With the founding of a new concerted action, the old German corporatism seemed once again to go into a wagon camp in order to isolate itself from external expertise and external criticism. One of the great strengths of the open society is that it brings together decentralized knowledge.
As an interim result, the German economy has so far come through these difficult times better than feared. A major reason is the largely underestimated adaptability of companies. That shouldn’t come as a surprise: in an economy that has been doing well for a long time and in which a lot of good money could be made, it is easy to create efficiency reserves that can be mobilized in difficult times. The swan song for the German economy was just as premature as the swan song for globalization.
The challenges persist
The challenges for the economy do not end there. In this way, it must be possible to bring about a reconciliation of successful economic activity with climate neutrality.
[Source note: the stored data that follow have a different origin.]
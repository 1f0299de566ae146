//! Dual-dialect SMM panel Admin API client.
//!
//! Panel deployments speak one of two incompatible API conventions; this
//! crate hides the difference behind [`PanelClient`] and the [`PanelApi`]
//! seam trait the execution engine consumes. The client's job is to
//! tolerate deployment variance - dialect probing, endpoint fallback
//! chains, status vocabulary normalization - not to standardize it.

pub mod api;
pub mod client;
pub mod dialect;
pub mod endpoints;
pub mod error;
pub mod normalize;
pub mod ratelimit;

pub use api::{OrderSnapshot, PanelApi};
pub use client::{ClientOptions, PanelClient};
pub use dialect::{dialect_for, ActionDialect, PanelDialect, RestDialect};
pub use endpoints::{candidates, Candidate, Operation};
pub use error::{ErrorKind, PanelError};
pub use normalize::normalize_status;
pub use ratelimit::PanelThrottle;
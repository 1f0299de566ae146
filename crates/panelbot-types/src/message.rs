//! Chat-transport interface types.
//!
//! The transports themselves (WhatsApp/Telegram adapters) live outside this
//! workspace; the pipeline only needs "text + sender id + group flag" in
//! and "text to deliver verbatim" out.

use serde::{Deserialize, Serialize};

/// The chat platform a message arrived from.
#[derive(Debug, Clone, Copy, PartialEq, Eq, Serialize, Deserialize)]
#[serde(rename_all = "snake_case")]
pub enum Platform {
    Whatsapp,
    Telegram,
}

/// An inbound chat message handed to the pipeline entry point.
#[derive(Debug, Clone)]
pub struct InboundMessage {
    pub sender_id: String,
    pub text: String,
    pub is_group: bool,
    pub group_id: Option<String>,
    pub platform: Platform,
}

impl InboundMessage {
    /// A direct message (non-group) from `sender_id`.
    pub fn dm(sender_id: impl Into<String>, text: impl Into<String>, platform: Platform) -> Self {
        Self {
            sender_id: sender_id.into(),
            text: text.into(),
            is_group: false,
            group_id: None,
            platform,
        }
    }

    /// A message from a group chat.
    pub fn group(
        sender_id: impl Into<String>,
        group_id: impl Into<String>,
        text: impl Into<String>,
        platform: Platform,
    ) -> Self {
        Self {
            sender_id: sender_id.into(),
            text: text.into(),
            is_group: true,
            group_id: Some(group_id.into()),
            platform,
        }
    }
}

/// Why a per-order attempt needs input the pipeline cannot supply itself.
#[derive(Debug, Clone, PartialEq, Eq)]
pub enum PendingInput {
    /// The sender must register a mapping first (DM flow).
    Registration,
    /// The sender must supply the panel username for this order.
    UsernameVerification { expected_username: Option<String> },
}

/// Outcome of processing one order id within a message.
#[derive(Debug, Clone)]
pub struct OrderOutcome {
    pub order_id: String,
    pub success: bool,
    /// User-facing line for the aggregated report.
    pub message: String,
    /// Raw panel snapshot or response detail for richer rendering.
    pub details: Option<serde_json::Value>,
    /// Set when processing stopped awaiting out-of-band input.
    pub pending: Option<PendingInput>,
}

impl OrderOutcome {
    pub fn ok(order_id: impl Into<String>, message: impl Into<String>) -> Self {
        Self {
            order_id: order_id.into(),
            success: true,
            message: message.into(),
            details: None,
            pending: None,
        }
    }

    pub fn failed(order_id: impl Into<String>, message: impl Into<String>) -> Self {
        Self {
            order_id: order_id.into(),
            success: false,
            message: message.into(),
            details: None,
            pending: None,
        }
    }

    pub fn with_details(mut self, details: serde_json::Value) -> Self {
        self.details = Some(details);
        self
    }

    pub fn with_pending(mut self, pending: PendingInput) -> Self {
        self.pending = Some(pending);
        self
    }
}

/// The pipeline's reply for the transport to deliver verbatim.
#[derive(Debug, Clone)]
pub struct PipelineReply {
    pub success: bool,
    pub text: String,
    pub results: Vec<OrderOutcome>,
}

impl PipelineReply {
    pub fn text_only(success: bool, text: impl Into<String>) -> Self {
        Self {
            success,
            text: text.into(),
            results: Vec::new(),
        }
    }
}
This goal can be achieved neither with moralizing know-it-alls nor with socialist rationing business games, but rather with a market economy strategy based on innovation and openness to technology.
This applies not least to the large consumers of fossil fuels in developing and emerging countries. These countries, whose governments cannot simply say goodbye to the goal of material prosperity, are more likely to benefit from innovation on the way to a less climate-damaging economy than from the activism of people who are glued to the ground in rich countries or who pelt paintings with soup.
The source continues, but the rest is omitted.